Programmatic screenshot capture on macOS: find windows, control views, capture images.

Quick Start

# Find Excel window ID

swift scripts/get_window_id.swift Excel

# Capture that window (replace 12345 with actual WID)

screencapture -x -l 12345 output.png

Overview

Three-step workflow:

1. Find Window  →  Swift CGWindowListCopyWindowInfo  →  get numeric Window ID

2. Control View  →  AppleScript (osascript)           →  zoom, scroll, select

3. Capture       →  screencapture -l <WID>            →  PNG/JPEG output

Step 1: Get Window ID (Swift)

Use Swift with CoreGraphics to enumerate windows.

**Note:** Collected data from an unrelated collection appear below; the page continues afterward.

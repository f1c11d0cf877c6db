//! A bounded buffer for the sequence of a path prefix.

use std::ops::Range;

//-----------------------------------------------------------------------------

/// Concatenated sequence of the nodes on a path prefix.
///
/// The window always starts at the beginning of the first node on the path, so offsets in the first node are also offsets in the window.
/// Appending stops at the limit given to [`SequenceWindow::extend`], as characters beyond one seed past the end of the first node are never needed.
/// Retreating along the path truncates the most recently appended characters with [`SequenceWindow::trim_to`].
///
/// # Examples
///
/// ```
/// use gloci::SequenceWindow;
///
/// let mut window = SequenceWindow::new();
/// window.extend(b"GATT", 6);
/// window.extend(b"ACA", 6);
/// assert_eq!(window.len(), 6);
/// assert_eq!(window.slice(2..6), Some(b"TTAC".as_slice()));
///
/// window.trim_to(4);
/// assert_eq!(window.sequence(), b"GATT");
/// ```
#[derive(Clone, Debug, Default, PartialEq, Eq)]
pub struct SequenceWindow {
    sequence: Vec<u8>,
}

impl SequenceWindow {
    /// Creates an empty window.
    pub fn new() -> Self {
        SequenceWindow::default()
    }

    /// Returns the length of the window.
    #[inline]
    pub fn len(&self) -> usize {
        self.sequence.len()
    }

    /// Returns `true` if the window is empty.
    #[inline]
    pub fn is_empty(&self) -> bool {
        self.sequence.is_empty()
    }

    /// Returns the sequence in the window.
    #[inline]
    pub fn sequence(&self) -> &[u8] {
        &self.sequence
    }

    /// Appends the label to the window without letting the window grow past `limit` characters.
    ///
    /// Returns the number of characters appended.
    pub fn extend(&mut self, label: &[u8], limit: usize) -> usize {
        let available = limit.saturating_sub(self.sequence.len());
        let count = label.len().min(available);
        self.sequence.extend_from_slice(&label[..count]);
        count
    }

    /// Truncates the window to at most `max_len` characters by dropping the newest characters from the end.
    ///
    /// The start of the window is kept, so offsets relative to the first node remain valid.
    /// Does nothing if the window is already short enough.
    pub fn trim_to(&mut self, max_len: usize) {
        self.sequence.truncate(max_len);
    }

    /// Returns the characters in the given range, or [`None`] if the range does not fit in the window.
    pub fn slice(&self, range: Range<usize>) -> Option<&[u8]> {
        self.sequence.get(range)
    }

    /// Empties the window.
    pub fn clear(&mut self) {
        self.sequence.clear();
    }
}

//-----------------------------------------------------------------------------


//-----------------------------------------------------------------------------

This is the only reliable method on macOS.

Quick inline execution

swift -e '

import CoreGraphics

let keyword = "Excel"

let list = CGWindowListCopyWindowInfo(.optionOnScreenOnly, kCGNullWindowID) as? [[String: Any]] ?? []

for w in list {

    let owner = w[kCGWindowOwnerName as String] as? String ?? ""

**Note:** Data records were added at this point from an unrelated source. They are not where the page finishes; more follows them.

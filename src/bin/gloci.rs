use gloci::{BranchPolicy, DeadEndPolicy, GraphScan, GraphStore, KmerIndex, ScanParams, ScanSession, SeedIndex};
use gloci::{graph, utils};

use std::fs::File;
use std::io::{BufWriter, Write};
use std::sync::Arc;
use std::{env, process};

use getopts::Options;
use log::{info, warn, LevelFilter};

//-----------------------------------------------------------------------------

fn main() -> Result<(), String> {
    // Parse arguments.
    let config = Config::new()?;
    env_logger::builder()
        .format_timestamp_millis()
        .filter_level(config.log_level())
        .init();

    // Load the inputs.
    let graph = graph::load_graph(&config.graph_file)?;
    info!("The graph contains {} nodes with {} loci", graph.max_rank(), graph.total_loci());
    if graph.total_loci() == 0 {
        warn!("The graph has no loci to scan");
    }
    let index = KmerIndex::load_from(&config.index_file)?;
    info!(
        "The index contains {} strings of order {} ({})",
        index.len(), index.order(), utils::file_size(&config.index_file).unwrap_or(String::from("unknown size"))
    );

    // Scan the graph.
    let mut scan = GraphScan::new(&*graph, &index, config.params)?;
    let session = Arc::new(ScanSession::new(scan.total_loci()));
    report_progress_on_signal(Arc::clone(&session))?;
    let file = File::create(&config.output_file).map_err(|x| {
        format!("Cannot create {}: {}", config.output_file, x)
    })?;
    let mut output = BufWriter::new(file);
    let report = scan.run(&session, Some(&mut output))?;
    output.flush().map_err(|x| x.to_string())?;
    info!("Wrote the uncovered loci to {}", config.output_file);

    println!("{}", report);
    println!("Done in {:.3} seconds.", report.seconds);

    Ok(())
}

//-----------------------------------------------------------------------------

// Prints the progress of the scan to stdout on SIGUSR1.
#[cfg(unix)]
fn report_progress_on_signal(session: Arc<ScanSession>) -> Result<(), String> {
    use signal_hook::consts::SIGUSR1;
    use signal_hook::iterator::Signals;
    use std::thread;

    let mut signals = Signals::new([SIGUSR1]).map_err(|x| format!("Cannot register SIGUSR1: {}", x))?;
    thread::spawn(move || {
        for _ in signals.forever() {
            println!("{}", session.snapshot());
        }
    });
    Ok(())
}

#[cfg(not(unix))]
fn report_progress_on_signal(_: Arc<ScanSession>) -> Result<(), String> {
    Ok(())
}

//-----------------------------------------------------------------------------

struct Config {
    pub graph_file: String,
    pub index_file: String,
    pub output_file: String,
    pub params: ScanParams,
    pub verbosity: usize,
}

impl Config {
    pub fn new() -> Result<Config, String> {
        let args: Vec<String> = env::args().collect();
        let program = args[0].clone();

        let mut opts = Options::new();
        opts.optflag("h", "help", "print this help");
        opts.optopt("g", "gcsa", "seed index file (required)", "FILE");
        opts.optopt("l", "seed-len", "seed length in bp (required)", "INT");
        opts.optopt("o", "output", "output file for the uncovered loci (required)", "FILE");
        opts.optflag("", "all-paths", "a locus is uncovered only if the seed is absent on every walk");
        opts.optflag("", "dead-end-uncovered", "count truncated seeds at dead ends as uncovered");
        opts.optflagmulti("v", "verbose", "print more log messages (repeat for more)");
        let matches = opts.parse(&args[1..]).map_err(|x| x.to_string())?;

        let header = format!("Usage: {} [options] graph.(gbz|gfa[.gz])", program);
        if matches.opt_present("h") {
            eprint!("{}", opts.usage(&header));
            process::exit(0);
        }

        let index_file = matches.opt_str("g").ok_or(String::from("Seed index must be provided with --gcsa"))?;
        let output_file = matches.opt_str("o").ok_or(String::from("Output file must be provided with --output"))?;
        let seed_len = matches.opt_str("l").ok_or(String::from("Seed length must be provided with --seed-len"))?;
        let seed_len = seed_len.parse::<usize>().map_err(|x| format!("--seed-len: {}", x))?;
        if seed_len == 0 {
            return Err(String::from("--seed-len: seed length must be positive"));
        }
        let mut params = ScanParams::new(seed_len);
        if matches.opt_present("all-paths") {
            params.branch_policy = BranchPolicy::AllAbsent;
        }
        if matches.opt_present("dead-end-uncovered") {
            params.dead_end_policy = DeadEndPolicy::Uncovered;
        }

        let graph_file = if let Some(s) = matches.free.first() {
            s.clone()
        } else {
            eprint!("{}", opts.usage(&header));
            process::exit(1);
        };

        Ok(Config {
            graph_file,
            index_file,
            output_file,
            params,
            verbosity: matches.opt_count("v"),
        })
    }

    pub fn log_level(&self) -> LevelFilter {
        match self.verbosity {
            0 => LevelFilter::Info,
            1 => LevelFilter::Debug,
            _ => LevelFilter::Trace,
        }
    }
}

//-----------------------------------------------------------------------------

    let name = w[kCGWindowName as String] as? String ?? ""

    let wid = w[kCGWindowNumber as String] as? Int ?? 0

    if owner.localizedCaseInsensitiveContains(keyword) || name.localizedCaseInsensitiveContains(keyword) {

        print("WID=\(wid) | App=\(owner) | Title=\(name)")

    }

}

'

Using the bundled script

swift scripts/get_window_id.swift Excel

swift scripts/get_window_id.swift Chrome

swift scripts/get_window_id.swift          # List all windows

Output format: WID=12345 | App=Microsoft Excel | Title=workbook.xlsx

Parse the WID number for use with screencapture -l.

Step 2: Control Window (AppleScript)

Verified commands for controlling application windows before capture.

Microsoft Excel (full AppleScript support)

# Activate (bring to front)

osascript -e 'tell application "Microsoft Excel" to activate'

# Set zoom level (percentage)

osascript -e 'tell application "Microsoft Excel"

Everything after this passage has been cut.